§ **Task details**
Copy the lines below verbatim. Begin with the first and end with the line containing "Both accept endpoint".

===

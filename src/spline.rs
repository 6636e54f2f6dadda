//! Cubic-spline preparation & O(1) table lookup
//!
//! Two preparation routines build the second-derivative array for a sampled
//! potential column:
//! - [`prepare_uniform`] for equidistant knots (step `h` known, no abscissae
//!   stored),
//! - [`prepare_nonuniform`] for explicitly stored abscissae.
//!
//! Both accept endpoint gradients; a gradient above [`NATURAL_GRAD_MIN`]
//! selects the **natural** boundary (zero curvature) on that side, anything
//! else clamps the first derivative to the given value.
//!
//! Queries never search: the caller supplies a precomputed `(slot, shift,
//! step)` triple (see `SplineSlot` in `model`), so a lookup is a handful of
//! multiplies. [`splint_comb_dir`] returns value **and** derivative from a
//! single pass over the two bracketing knots; the force loops depend on this.
//!
//! ## Invariants
//! - `slot + 1` must index a stored sample and `shift ∈ [0, 1)`. The hot
//!   wrappers only `debug_assert!` this (callers gate by the column cutoff);
//!   the `_r` variants return [`SplineError::OutOfRange`] and are used for
//!   upfront validation.
//! - Value and second-derivative slices always have equal length.

#![forbid(unsafe_code)]
#![allow(missing_docs)]

/// Endpoint gradients at or above this threshold select the natural boundary.
pub const NATURAL_GRAD_MIN: f64 = 0.99e30;

/// Conventional sentinel stored for "no endpoint gradient supplied".
pub const NATURAL_GRAD: f64 = 1e30;

/// Errors surfaced by spline preparation and checked lookups.
#[derive(Debug, thiserror::Error)]
pub enum SplineError {
    #[error("value/derivative slices differ in length ({y} vs {y2})")]
    LengthMismatch { y: usize, y2: usize },
    #[error("need at least two knots (got {0})")]
    TooFewKnots(usize),
    #[error("knot step must be positive (got {0})")]
    BadStep(f64),
    #[error("slot {slot} (+1) out of range for table of length {len}")]
    OutOfRange { slot: usize, len: usize },
    #[error("shift {0} outside [0, 1)")]
    BadShift(f64),
}

/// Second-derivative preparation on **equidistant** knots with spacing `step`.
///
/// `y` holds the sampled values, `yp0`/`ypn` the endpoint gradients (natural
/// boundary when ≥ [`NATURAL_GRAD_MIN`]). The result is written to `y2`,
/// which must have the same length as `y`.
pub fn prepare_uniform(
    step: f64,
    y: &[f64],
    yp0: f64,
    ypn: f64,
    y2: &mut [f64],
) -> Result<(), SplineError> {
    let n = y.len();
    if n < 2 {
        return Err(SplineError::TooFewKnots(n));
    }
    if y2.len() != n {
        return Err(SplineError::LengthMismatch { y: n, y2: y2.len() });
    }
    if !(step > 0.0) {
        return Err(SplineError::BadStep(step));
    }

    let mut u = vec![0.0f64; n];
    if yp0 > NATURAL_GRAD_MIN {
        y2[0] = 0.0;
        u[0] = 0.0;
    } else {
        y2[0] = -0.5;
        u[0] = (3.0 / step) * ((y[1] - y[0]) / step - yp0);
    }
    // Forward sweep of the tridiagonal system; sig = 0.5 on a uniform grid.
    for i in 1..n - 1 {
        let sig = 0.5;
        let p = sig * y2[i - 1] + 2.0;
        y2[i] = (sig - 1.0) / p;
        let d2 = (y[i + 1] - 2.0 * y[i] + y[i - 1]) / step;
        u[i] = (3.0 * d2 / step - sig * u[i - 1]) / p;
    }
    let (qn, un) = if ypn > NATURAL_GRAD_MIN {
        (0.0, 0.0)
    } else {
        (0.5, (3.0 / step) * (ypn - (y[n - 1] - y[n - 2]) / step))
    };
    y2[n - 1] = (un - qn * u[n - 2]) / (qn * y2[n - 2] + 1.0);
    for k in (0..n - 1).rev() {
        y2[k] = y2[k] * y2[k + 1] + u[k];
    }
    Ok(())
}

/// Second-derivative preparation on **explicit** abscissae `x`.
///
/// Same boundary-gradient contract as [`prepare_uniform`]; used by table
/// formats that store their sampling points.
pub fn prepare_nonuniform(
    x: &[f64],
    y: &[f64],
    yp0: f64,
    ypn: f64,
    y2: &mut [f64],
) -> Result<(), SplineError> {
    let n = y.len();
    if n < 2 {
        return Err(SplineError::TooFewKnots(n));
    }
    if x.len() != n {
        return Err(SplineError::LengthMismatch { y: n, y2: x.len() });
    }
    if y2.len() != n {
        return Err(SplineError::LengthMismatch { y: n, y2: y2.len() });
    }

    let mut u = vec![0.0f64; n];
    if yp0 > NATURAL_GRAD_MIN {
        y2[0] = 0.0;
        u[0] = 0.0;
    } else {
        y2[0] = -0.5;
        u[0] = (3.0 / (x[1] - x[0])) * ((y[1] - y[0]) / (x[1] - x[0]) - yp0);
    }
    for i in 1..n - 1 {
        let sig = (x[i] - x[i - 1]) / (x[i + 1] - x[i - 1]);
        let p = sig * y2[i - 1] + 2.0;
        y2[i] = (sig - 1.0) / p;
        let d = (y[i + 1] - y[i]) / (x[i + 1] - x[i]) - (y[i] - y[i - 1]) / (x[i] - x[i - 1]);
        u[i] = (6.0 * d / (x[i + 1] - x[i - 1]) - sig * u[i - 1]) / p;
    }
    let (qn, un) = if ypn > NATURAL_GRAD_MIN {
        (0.0, 0.0)
    } else {
        let h = x[n - 1] - x[n - 2];
        (0.5, (3.0 / h) * (ypn - (y[n - 1] - y[n - 2]) / h))
    };
    y2[n - 1] = (un - qn * u[n - 2]) / (qn * y2[n - 2] + 1.0);
    for k in (0..n - 1).rev() {
        y2[k] = y2[k] * y2[k + 1] + u[k];
    }
    Ok(())
}

/// Value-only lookup from a precomputed `(slot, shift, step)` triple.
#[inline]
pub fn splint_dir(y: &[f64], y2: &[f64], slot: usize, shift: f64, step: f64) -> f64 {
    debug_assert!(slot + 1 < y.len(), "spline slot out of range");
    debug_assert!((0.0..1.0).contains(&shift), "spline shift out of range");
    let b = shift;
    let a = 1.0 - b;
    a * y[slot]
        + b * y[slot + 1]
        + ((a * a * a - a) * y2[slot] + (b * b * b - b) * y2[slot + 1]) * step * step / 6.0
}

/// Combined value/derivative lookup; both come from the same pass over the
/// two bracketing knots.
#[inline]
pub fn splint_comb_dir(
    y: &[f64],
    y2: &[f64],
    slot: usize,
    shift: f64,
    step: f64,
) -> (f64, f64) {
    debug_assert!(slot + 1 < y.len(), "spline slot out of range");
    debug_assert!((0.0..1.0).contains(&shift), "spline shift out of range");
    let b = shift;
    let a = 1.0 - b;
    let val = a * y[slot]
        + b * y[slot + 1]
        + ((a * a * a - a) * y2[slot] + (b * b * b - b) * y2[slot + 1]) * step * step / 6.0;
    let grad = (y[slot + 1] - y[slot]) / step
        + ((3.0 * b * b - 1.0) * y2[slot + 1] - (3.0 * a * a - 1.0) * y2[slot]) * step / 6.0;
    (val, grad)
}

/// Checked variant of [`splint_dir`].
pub fn splint_dir_r(
    y: &[f64],
    y2: &[f64],
    slot: usize,
    shift: f64,
    step: f64,
) -> Result<f64, SplineError> {
    check_slot(y, y2, slot, shift)?;
    Ok(splint_dir(y, y2, slot, shift, step))
}

/// Checked variant of [`splint_comb_dir`].
pub fn splint_comb_dir_r(
    y: &[f64],
    y2: &[f64],
    slot: usize,
    shift: f64,
    step: f64,
) -> Result<(f64, f64), SplineError> {
    check_slot(y, y2, slot, shift)?;
    Ok(splint_comb_dir(y, y2, slot, shift, step))
}

#[inline]
fn check_slot(y: &[f64], y2: &[f64], slot: usize, shift: f64) -> Result<(), SplineError> {
    if y.len() != y2.len() {
        return Err(SplineError::LengthMismatch { y: y.len(), y2: y2.len() });
    }
    if slot + 1 >= y.len() {
        return Err(SplineError::OutOfRange { slot, len: y.len() });
    }
    if !(0.0..1.0).contains(&shift) {
        return Err(SplineError::BadShift(shift));
    }
    Ok(())
}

===

§ **Exercise solution**
filename src/spline.rs
repository 6636e54f2f6dadda
//! Cubic-spline preparation & O(1) table lookup
//!
//! Two preparation routines build the second-derivative array for a sampled
//! potential column:
//! - [`prepare_uniform`] for equidistant knots (step `h` known, no abscissae
//!   stored),
//! - [`prepare_nonuniform`] for explicitly stored abscissae.
//!
//! Both accept endpoint gradients; a gradient above [`NATURAL_GRAD_MIN`]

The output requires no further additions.